CAE Center Heralds EasyJet Shift to Evidence-based Training

 - October 7, 2019, 1:25 PM
CAE president and CEO Marc Parent opened the new Gatwick training center (Photo: Ian Sheppard).

CAE's opening of a new training center at Crawley, UK, near London Gatwick Airport last week in a joint ceremony with EasyJet heralded the airline's move to "evidence-based" training from a prescriptive, regulation-based approach for its 4,000 pilots at 30 bases across Europe. CAE also recently opened new training centers in Manchester, UK, and Milan, Italy, the latter setting aside a section for EasyJet training as well. The three centers form part of a ten-year, $170 (CDN) million agreement signed in November 2018 with the UK low-cost carrier, which says the arrangement will allow it to make far better use of pilot recurrent training by identifying individual learning points from data of actual flights undertaken by the pilot.

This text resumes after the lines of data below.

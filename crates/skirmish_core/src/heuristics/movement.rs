//! Per-unit movement heuristics.
//!
//! Units have no pathfinding. Every step they look at the eight surrounding
//! cells, ranked by direction toward their target and by how crowded each
//! cell is with teammates, and take the first free one.

use rand::seq::SliceRandom;
use rand::Rng;

use crate::math::Position;
use crate::rng::GameRng;
use crate::unit::{Unit, UnitId, UnitKind};
use crate::world::{World, CROWD_RADIUS};

/// Teammates within [`CROWD_RADIUS`] at which a unit counts as crowded.
pub const CROWDED_THRESHOLD: usize = 6;

/// Teammates within [`CROWD_RADIUS`] at which a unit stops moving unless
/// it is close to a fight.
pub const VERY_CROWDED_THRESHOLD: usize = 8;

/// Extra Chebyshev distance beyond attack range that counts as engaged.
pub const ENGAGE_MARGIN: i32 = 2;

/// Manhattan distance at which an Archer retreats from melee enemies.
pub const RETREAT_TRIGGER: i32 = 2;

/// Chance (out of ten) that the direction toward the target is skewed.
const PERTURB_CHANCE: u32 = 3;

/// A completed relocation.
#[derive(Debug, Clone, Copy, PartialEq, Eq)]
pub struct Relocation {
    /// Cell at the start of the phase.
    pub from: Position,
    /// Cell at the end of the phase.
    pub to: Position,
}

/// Nearest enemy `unit` detects, directly or through relayed vision.
///
/// Distances are Manhattan; ties go to the earlier-spawned enemy.
#[must_use]
pub fn find_nearest_enemy<'w>(world: &'w World, unit: &Unit) -> Option<&'w Unit> {
    let mut nearest: Option<(&Unit, i32)> = None;
    for enemy in world.living_units() {
        if enemy.team == unit.team || !unit.detects(enemy) {
            continue;
        }
        let distance = unit.position.manhattan(enemy.position);
        if nearest.map_or(true, |(_, best)| distance < best) {
            nearest = Some((enemy, distance));
        }
    }
    nearest.map(|(enemy, _)| enemy)
}

/// Cell of the nearest living enemy base, or the map centre when every
/// enemy base is destroyed.
#[must_use]
pub fn enemy_base_target(world: &World, unit: &Unit) -> Position {
    let mut nearest: Option<(Position, i32)> = None;
    for base in world.team_bases(unit.team.opponent()) {
        if !base.is_alive() {
            continue;
        }
        let distance = unit.position.manhattan(base.position);
        if nearest.map_or(true, |(_, best)| distance < best) {
            nearest = Some((base.position, distance));
        }
    }
    nearest.map_or_else(|| world.map().center(), |(pos, _)| pos)
}

/// Where `unit` is heading this step.
#[must_use]
pub fn movement_target(world: &World, unit: &Unit) -> Position {
    find_nearest_enemy(world, unit).map_or_else(|| enemy_base_target(world, unit), |e| e.position)
}

fn random_sign(rng: &mut GameRng) -> i32 {
    if rng.gen_range(0..2) == 0 {
        1
    } else {
        -1
    }
}

/// Ranked cells for the next step of `unit`.
///
/// Heads for [`movement_target`], skewing the direction sideways three
/// times in ten. Returns an empty list when staying put beats every
/// alternative.
pub fn move_candidates(world: &World, unit: &Unit, rng: &mut GameRng) -> Vec<Position> {
    let (mut dx, mut dy) = unit.position.step_toward(movement_target(world, unit));

    if rng.gen_range(0..10) < PERTURB_CHANCE {
        if rng.gen_range(0..2) == 0 {
            if dx != 0 {
                dy = if dy == 0 { random_sign(rng) } else { -dy };
            }
        } else if dy != 0 {
            dx = if dx == 0 { random_sign(rng) } else { -dx };
        }
    }

    rank_candidates(world, unit, (dx, dy))
}

/// Rank the eight neighbours of `unit` for a step in `direction`.
///
/// The diagonal toward the target comes first, then the two axis steps,
/// then everything else; ties within a tier go to the less crowded cell.
/// When the best cell holds [`CROWDED_THRESHOLD`] or more teammates but the
/// current one does not, the list is empty.
#[must_use]
pub fn rank_candidates(world: &World, unit: &Unit, direction: (i32, i32)) -> Vec<Position> {
    let current = unit.position;
    let (dx, dy) = direction;

    let mut ranked: Vec<(Position, u8)> = Vec::with_capacity(8);
    if dx != 0 && dy != 0 {
        ranked.push((current.offset(dx, dy), 1));
    }
    if dx != 0 {
        ranked.push((current.offset(dx, 0), 2));
    }
    if dy != 0 {
        ranked.push((current.offset(0, dy), 2));
    }
    for i in -1..=1 {
        for j in -1..=1 {
            if i == 0 && j == 0 {
                continue;
            }
            let pos = current.offset(i, j);
            if !ranked.iter().any(|(p, _)| *p == pos) {
                ranked.push((pos, 3));
            }
        }
    }

    let mut scored: Vec<(Position, u8, usize)> = ranked
        .into_iter()
        .map(|(pos, priority)| (pos, priority, world.crowdedness_at(pos, unit.team, CROWD_RADIUS)))
        .collect();
    scored.sort_by_key(|(_, priority, crowd)| (*priority, *crowd));

    let here = world.crowdedness_at(current, unit.team, CROWD_RADIUS);
    if scored
        .first()
        .is_some_and(|(_, _, crowd)| *crowd >= CROWDED_THRESHOLD && here < CROWDED_THRESHOLD)
    {
        return Vec::new();
    }

    scored.into_iter().map(|(pos, _, _)| pos).collect()
}

/// Cells that step away from `threat`: diagonal first, then each axis, then
/// the lateral offsets of each axis.
///
/// # Example
///
/// ```
/// use skirmish_core::heuristics::movement::retreat_positions;
/// use skirmish_core::math::Position;
///
/// let cells = retreat_positions(Position::new(5, 5), Position::new(6, 6));
/// assert_eq!(cells[0], Position::new(4, 4));
/// ```
#[must_use]
pub fn retreat_positions(current: Position, threat: Position) -> Vec<Position> {
    let (tx, ty) = current.step_toward(threat);
    let (dx, dy) = (-tx, -ty);

    let mut cells = Vec::with_capacity(7);
    if dx != 0 && dy != 0 {
        cells.push(current.offset(dx, dy));
    }
    if dx != 0 {
        cells.push(current.offset(dx, 0));
    }
    if dy != 0 {
        cells.push(current.offset(0, dy));
    }
    if dy != 0 {
        cells.push(current.offset(1, dy));
        cells.push(current.offset(-1, dy));
    }
    if dx != 0 {
        cells.push(current.offset(dx, 1));
        cells.push(current.offset(dx, -1));
    }
    cells
}

fn is_engaged(world: &World, unit: &Unit) -> bool {
    let reach = unit.stats().attack_range + ENGAGE_MARGIN;
    world
        .living_units()
        .any(|e| e.team != unit.team && unit.position.chebyshev(e.position) <= reach)
}

fn has_target_in_range(world: &World, unit: &Unit) -> bool {
    world
        .living_units()
        .any(|e| e.team != unit.team && unit.can_attack(e.position))
}

fn nearest_melee_threat(world: &World, unit: &Unit) -> Option<Position> {
    let mut nearest: Option<(Position, i32)> = None;
    for enemy in world.living_units() {
        if enemy.team == unit.team || !enemy.kind.is_melee() {
            continue;
        }
        let distance = unit.position.manhattan(enemy.position);
        if distance <= RETREAT_TRIGGER && nearest.map_or(true, |(_, best)| distance < best) {
            nearest = Some((enemy.position, distance));
        }
    }
    nearest.map(|(pos, _)| pos)
}

fn first_free(world: &World, id: UnitId, cells: &[Position]) -> Option<Position> {
    cells.iter().copied().find(|pos| world.is_free(*pos, Some(id)))
}

fn disperse_cells(world: &World, unit: &Unit) -> Vec<Position> {
    let Some(home) = world.team_bases(unit.team).next().map(|b| b.position) else {
        return Vec::new();
    };
    let (dx, dy) = home.step_toward(unit.position);
    if dx == 0 && dy == 0 {
        return Vec::new();
    }
    vec![
        unit.position.offset(dx, dy),
        unit.position.offset(dx, 0),
        unit.position.offset(0, dy),
    ]
}

fn fallback_neighbors(current: Position) -> Vec<Position> {
    vec![
        current.offset(1, 0),
        current.offset(-1, 0),
        current.offset(0, 1),
        current.offset(0, -1),
        current.offset(1, 1),
        current.offset(1, -1),
        current.offset(-1, 1),
        current.offset(-1, -1),
    ]
}

fn fallback_diamond(current: Position) -> Vec<Position> {
    let mut cells = Vec::with_capacity(12);
    for i in -2..=2_i32 {
        for j in -2..=2_i32 {
            if i.abs() + j.abs() <= 2 && (i != 0 || j != 0) {
                cells.push(current.offset(i, j));
            }
        }
    }
    cells
}

/// Move one unit for this turn.
///
/// Returns where it went, or `None` if it stayed put.
pub fn process_unit_behavior(world: &mut World, id: UnitId, rng: &mut GameRng) -> Option<Relocation> {
    let unit = world.unit(id).filter(|u| u.is_alive())?.clone();
    let from = unit.position;

    let nearby = world.count_nearby_allies(id, CROWD_RADIUS);
    let crowded = nearby >= CROWDED_THRESHOLD;
    if nearby >= VERY_CROWDED_THRESHOLD && !is_engaged(world, &unit) {
        return None;
    }

    if unit.kind == UnitKind::Archer {
        if has_target_in_range(world, &unit) {
            return None;
        }
        if let Some(threat) = nearest_melee_threat(world, &unit) {
            if let Some(cell) = first_free(world, id, &retreat_positions(from, threat)) {
                world.move_unit(id, cell);
                return Some(Relocation { from, to: cell });
            }
        }
    }

    for step in 0..unit.stats().speed {
        if crowded && step == 0 {
            let Some(current) = world.unit(id) else {
                break;
            };
            let cells = disperse_cells(world, current);
            if let Some(cell) = first_free(world, id, &cells) {
                world.move_unit(id, cell);
                continue;
            }
        }

        let Some(current) = world.unit(id) else {
            break;
        };
        let here = current.position;
        let candidates = move_candidates(world, current, rng);
        if candidates.is_empty() {
            break;
        }
        if let Some(cell) = first_free(world, id, &candidates) {
            world.move_unit(id, cell);
            continue;
        }

        let mut neighbors = fallback_neighbors(here);
        neighbors.shuffle(rng);
        if let Some(cell) = first_free(world, id, &neighbors) {
            world.move_unit(id, cell);
            continue;
        }

        let mut diamond = fallback_diamond(here);
        diamond.shuffle(rng);
        match first_free(world, id, &diamond) {
            Some(cell) => {
                world.move_unit(id, cell);
            }
            None => break,
        }
    }

    let to = world.unit(id)?.position;
    (to != from).then_some(Relocation { from, to })
}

At Gatwick, EasyJet has reserved exclusive use of five CAE 7000XR full-flight simulators, co-branded with CAE. They are Airbus A320 devices, while the center also offers training on two other similar devices—for an A330 and an A350—already in use by Virgin Atlantic Airways for the past two months. The next simulator to arrive, a Boeing 787 full-flight device, will come new from CAE’s factory.

By the end of 2020, six more simulators—two A320s, an Embraer 190, a 737NG, and a 757/767—will have moved from CAE’s current Gatwick center, nearby. CAE will keep the lease on the land on which the old center sits and is considering other options, such as accommodation for cadets. The new center will see some 13,000 cadets pass through a year, undertaking type ratings and recurrent training. CAE claims now to train some 135,000 pilots a year across 59 training locations worldwide; it operates some 300 simulators, of which 80 or so serve business aircraft pilots.

The new center will feature two CAE 600XRs, the second to join the initial machine at Gatwick next October and another due for installation in Milan this December. The devices will be fixed-base trainers, which essentially perform the same functions as a full-flight simulator but without the motion systems. A 737 cabin crew mockup will also occupy the same area of the building.

Marc Parent, president and CEO of CAE, said the 7000XR incorporates the latest EASA upset prevention and recovery training (UPRT) requirements that resulted from accidents such as Air France Flight 447 and Colgan Air Flight 3407 in the U.S. He noted that CAE sold its first simulator to British Airways in 1970 and opened its facility in Burgess Hill, south of Gatwick Airport, in 2004, “to meet the needs of EasyJet and Virgin Atlantic.” Meanwhile, in Oxford, UK, it runs a pilot training base that supplies many of the cadets to Gatwick for type-rating training.

"We're investing approximately £90 million ($110 million) supporting our airline partners just in the UK—and we also have Manchester, Barcelona, Milan, and Oslo," said Parent. "So we have grown in no small way in Europe as a whole.” He pointed to the need for thousands of pilots over the next few years and the need to encourage more women to join the profession. Women now account for only 5 percent of pilots; EasyJet aims to increase the proportion of women pilot trainees to 20 percent by 2020, compared with 18 percent in 2018. CAE, meanwhile, participates in a scholarship program with five airlines and recently announced the latest winners. Finally, Parent said CAE has launched a $1 billion digital transformation project that would bring in new technologies, such as artificial intelligence, into training over the next five years.

EasyJet interim COO David Morgan called Crawley the most modern center in Europe. “Today marks a milestone in EasyJet’s 24-year history,” he said, adding that more standard simulator training would help in the move to the evidence-based training. He said EasyJet would soon have available nine full-flight simulators for its dedicated use in the three locations, along with the two fixed-based trainers.

CAE uses a single EASA Air Training Organisation (ATO) approval in Denmark, where it bases its head of training.

CAE designed its full-flight simulators for 20 hours a day of use, the other four hours left for maintenance. Along with EasyJet, the company maintains training partnerships with airlines such as Virgin Atlantic, BA CityFlyer, Norwegian, TUI UK, LOT Polish Airlines, and SAS Ireland.